● **EXERCISE REQUIREMENTS**
Your task is to copy every line of the entries that holds the word "crate".
+++ DATA SECTION +++
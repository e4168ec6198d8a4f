pub mod room;
pub mod pricing;
pub mod inventory;

pub use inventory::{Catalog, CatalogError, InventoryEditor, InventoryStats};
pub use pricing::{default_stay, nights, parse_date, quote, PricingError, Quote};
pub use room::{Rate, Room, RoomStatus};
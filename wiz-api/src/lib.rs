use axum::{
    http::{header, HeaderName, Method},
    Router,
};
use tower_http::cors::CorsLayer;
use tower_http::trace::TraceLayer;

pub mod admin;
pub mod auth;
pub mod checkout;
pub mod error;
pub mod metrics;
pub mod middleware;
pub mod profile;
pub mod rooms;
pub mod session;
pub mod state;

pub use state::AppState;

pub fn app(state: AppState) -> Router {
    let cors = CorsLayer::new()
        .allow_origin(tower_http::cors::Any)
        .allow_methods([Method::GET, Method::POST, Method::PUT, Method::DELETE, Method::OPTIONS])
        .allow_headers([
            header::AUTHORIZATION,
            header::CONTENT_TYPE,
            header::USER_AGENT,
            HeaderName::from_static(middleware::CLIENT_HEADER),
        ]);

    Router::new()
        .merge(rooms::routes())
        .merge(checkout::routes())
        .merge(auth::routes())
        .merge(profile::routes())
        .merge(session::routes())
        .merge(admin::routes(state.clone()))
        .merge(metrics::routes())
        .layer(cors)
        .layer(TraceLayer::new_for_http())
        .with_state(state)
}
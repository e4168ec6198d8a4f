use axum::{extract::State, http::header, response::IntoResponse, routing::get, Router};
use prometheus::{Encoder, IntCounter, IntCounterVec, Opts, Registry, TextEncoder};

use crate::{error::AppError, state::AppState};

pub struct Metrics {
    registry: Registry,
    bookings_confirmed: IntCounter,
    checkout_failures: IntCounterVec,
}

impl Metrics {
    pub fn new() -> Result<Self, prometheus::Error> {
        let registry = Registry::new();

        let bookings_confirmed = IntCounter::new(
            "wiz_bookings_confirmed_total",
            "Bookings written after a verified payment",
        )?;
        let checkout_failures = IntCounterVec::new(
            Opts::new("wiz_checkout_failures_total", "Checkout attempts that did not end in a booking"),
            &["kind"],
        )?;

        registry.register(Box::new(bookings_confirmed.clone()))?;
        registry.register(Box::new(checkout_failures.clone()))?;

        Ok(Self { registry, bookings_confirmed, checkout_failures })
    }

    pub fn booking_confirmed(&self) {
        self.bookings_confirmed.inc();
    }

    pub fn checkout_failed(&self, kind: &str) {
        self.checkout_failures.with_label_values(&[kind]).inc();
    }

    pub fn render(&self) -> Result<String, prometheus::Error> {
        let mut buffer = Vec::new();
        TextEncoder::new().encode(&self.registry.gather(), &mut buffer)?;
        String::from_utf8(buffer).map_err(|e| prometheus::Error::Msg(e.to_string()))
    }
}

pub fn routes() -> Router<AppState> {
    Router::new().route("/metrics", get(scrape))
}

async fn scrape(State(state): State<AppState>) -> Result<impl IntoResponse, AppError> {
    let body = state
        .metrics
        .render()
        .map_err(|e| AppError::InternalServerError(format!("Metrics encoding failed: {}", e)))?;
    Ok(([(header::CONTENT_TYPE, "text/plain; version=0.0.4")], body))
}
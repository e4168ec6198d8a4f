use async_trait::async_trait;
use chrono::{DateTime, Utc};
use serde::{Deserialize, Serialize};
use wiz_shared::Currency;

use crate::BoxError;

#[derive(Debug, Clone, Serialize, Deserialize, PartialEq, Eq)]
pub struct CustomField {
    pub display_name: String,
    pub variable_name: String,
    pub value: String,
}

#[derive(Debug, Clone, Default, Serialize, Deserialize, PartialEq, Eq)]
pub struct PaymentMetadata {
    pub custom_fields: Vec<CustomField>,
}

/// Setup payload for the gateway's embedded checkout widget.
#[derive(Debug, Clone, Serialize, Deserialize)]
pub struct PaymentRequest {
    /// Public (publishable) key of the merchant account
    pub key: String,
    pub email: String,
    /// Amount in the currency's smallest unit (pesewas)
    pub amount: i64,
    pub currency: Currency,
    #[serde(rename = "ref")]
    pub reference: String,
    pub metadata: PaymentMetadata,
}

#[derive(Debug, Clone, Copy, Serialize, Deserialize, PartialEq, Eq)]
#[serde(rename_all = "snake_case")]
pub enum TransactionStatus {
    Success,
    Failed,
    Abandoned,
    Pending,
}

/// The gateway's own record of a transaction, looked up by reference.
#[derive(Debug, Clone, Serialize, Deserialize)]
pub struct VerifiedTransaction {
    pub reference: String,
    pub status: TransactionStatus,
    pub amount: i64,
    pub currency: Currency,
    pub paid_at: Option<DateTime<Utc>>,
}

impl VerifiedTransaction {
    /// True when the gateway captured exactly `amount`.
    pub fn settles(&self, amount: i64) -> bool {
        self.status == TransactionStatus::Success && self.amount == amount
    }
}

#[async_trait]
pub trait PaymentGateway: Send + Sync {
    /// Whether the gateway's checkout script can be loaded
    async fn is_ready(&self) -> bool;

    /// Look a transaction up in the gateway's ledger
    async fn verify_transaction(&self, reference: &str) -> Result<VerifiedTransaction, BoxError>;
}
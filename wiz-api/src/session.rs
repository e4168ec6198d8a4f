use axum::{
    body::Bytes,
    extract::State,
    http::StatusCode,
    routing::{delete, get, put},
    Json, Router,
};
use serde::{Deserialize, Serialize};
use tracing::info;
use wiz_core::{FlagKey, SessionProvider, SessionState, Theme};

use crate::{error::AppError, middleware::Session, state::AppState};

#[derive(Debug, Serialize)]
struct SessionView {
    client: Option<String>,
    session: SessionState,
    theme: Theme,
}

#[derive(Debug, Default, Deserialize)]
struct ThemeRequest {
    /// Omit to toggle
    theme: Option<Theme>,
}

pub fn routes() -> Router<AppState> {
    Router::new()
        .route("/v1/session", get(current_session))
        .route("/v1/session/theme", put(set_theme))
        .route("/v1/session/override", delete(clear_override))
}

async fn current_session(session: Session) -> Json<SessionView> {
    let context = session.0;
    Json(SessionView {
        client: context.client().map(|c| c.to_string()),
        theme: context.theme(),
        session: context.state,
    })
}

async fn set_theme(
    State(state): State<AppState>,
    session: Session,
    body: Bytes,
) -> Result<Json<serde_json::Value>, AppError> {
    let client = session.require_client()?;
    let request: ThemeRequest = if body.is_empty() {
        ThemeRequest::default()
    } else {
        serde_json::from_slice(&body).map_err(|e| AppError::ValidationError(format!("Invalid theme request: {}", e)))?
    };
    let theme = request.theme.unwrap_or_else(|| session.0.theme().toggled());

    state.flags.set_flag(client, FlagKey::Theme, theme.as_str()).await?;
    Ok(Json(serde_json::json!({ "theme": theme })))
}

async fn clear_override(State(state): State<AppState>, session: Session) -> Result<StatusCode, AppError> {
    let client = session.require_client()?;
    state.flags.clear_flag(client, FlagKey::AdminSession).await?;
    info!("Admin session override cleared for {}", client);
    Ok(StatusCode::NO_CONTENT)
}
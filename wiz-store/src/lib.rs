pub mod app_config;
pub mod database;
pub mod booking_repo;
pub mod profile_repo;
pub mod redis_repo;
pub mod memory;
pub mod paystack;
pub mod identity_toolkit;

pub use booking_repo::PgBookingRepository;
pub use database::DbClient;
pub use identity_toolkit::IdentityToolkitClient;
pub use paystack::PaystackGateway;
pub use profile_repo::PgProfileRepository;
pub use redis_repo::RedisClient;

#[derive(Debug, thiserror::Error)]
pub enum StoreError {
    #[error("Database error: {0}")]
    Database(#[from] sqlx::Error),

    #[error("Redis error: {0}")]
    Redis(#[from] redis::RedisError),

    #[error("HTTP error: {0}")]
    Http(#[from] reqwest::Error),

    #[error("Corrupt record: {0}")]
    Corrupt(String),

    #[error("Gateway error: {0}")]
    Gateway(String),
}
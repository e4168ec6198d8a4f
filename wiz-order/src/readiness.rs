use std::sync::Arc;
use std::time::Duration;
use tokio::sync::watch;
use tracing::info;
use wiz_core::PaymentGateway;

/// Whether the gateway's checkout script has become available. The poller
/// retries at a fixed interval until it succeeds once; there is no timeout.
#[derive(Clone)]
pub struct GatewayReadiness {
    rx: watch::Receiver<bool>,
}

impl GatewayReadiness {
    pub fn spawn(gateway: Arc<dyn PaymentGateway>, poll: Duration) -> Self {
        let (tx, rx) = watch::channel(false);
        tokio::spawn(async move {
            let mut attempts: u64 = 0;
            loop {
                attempts += 1;
                if gateway.is_ready().await {
                    info!("Payment gateway ready after {} checks", attempts);
                    let _ = tx.send(true);
                    break;
                }
                tokio::time::sleep(poll).await;
            }
        });
        Self { rx }
    }

    /// A readiness that never changes.
    pub fn fixed(ready: bool) -> Self {
        let (_tx, rx) = watch::channel(ready);
        Self { rx }
    }

    pub fn is_ready(&self) -> bool {
        *self.rx.borrow()
    }

    /// Waits until the gateway is ready. Returns false if the poller went
    /// away first.
    pub async fn wait_ready(&mut self) -> bool {
        self.rx.wait_for(|ready| *ready).await.is_ok()
    }
}

#[cfg(test)]
mod tests {
    use super::*;
    use crate::checkout::MockPaymentGateway;

    #[tokio::test]
    async fn test_poller_flips_once_gateway_loads() {
        let gateway = Arc::new(MockPaymentGateway::new(false));
        let mut readiness = GatewayReadiness::spawn(gateway.clone(), Duration::from_millis(5));
        assert!(!readiness.is_ready());

        gateway.set_ready(true);
        let ready = tokio::time::timeout(Duration::from_secs(2), readiness.wait_ready())
            .await
            .unwrap();
        assert!(ready);
        assert!(readiness.is_ready());
    }

    #[test]
    fn test_fixed_readiness() {
        assert!(GatewayReadiness::fixed(true).is_ready());
        assert!(!GatewayReadiness::fixed(false).is_ready());
    }
}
+++
● **ANSWER SPACE**
use crate::{error::AppError, state::AppState};
use crate::BoxError;
use crate::{error::AppError, middleware::Session, state::AppState};
    use crate::checkout::MockPaymentGateway;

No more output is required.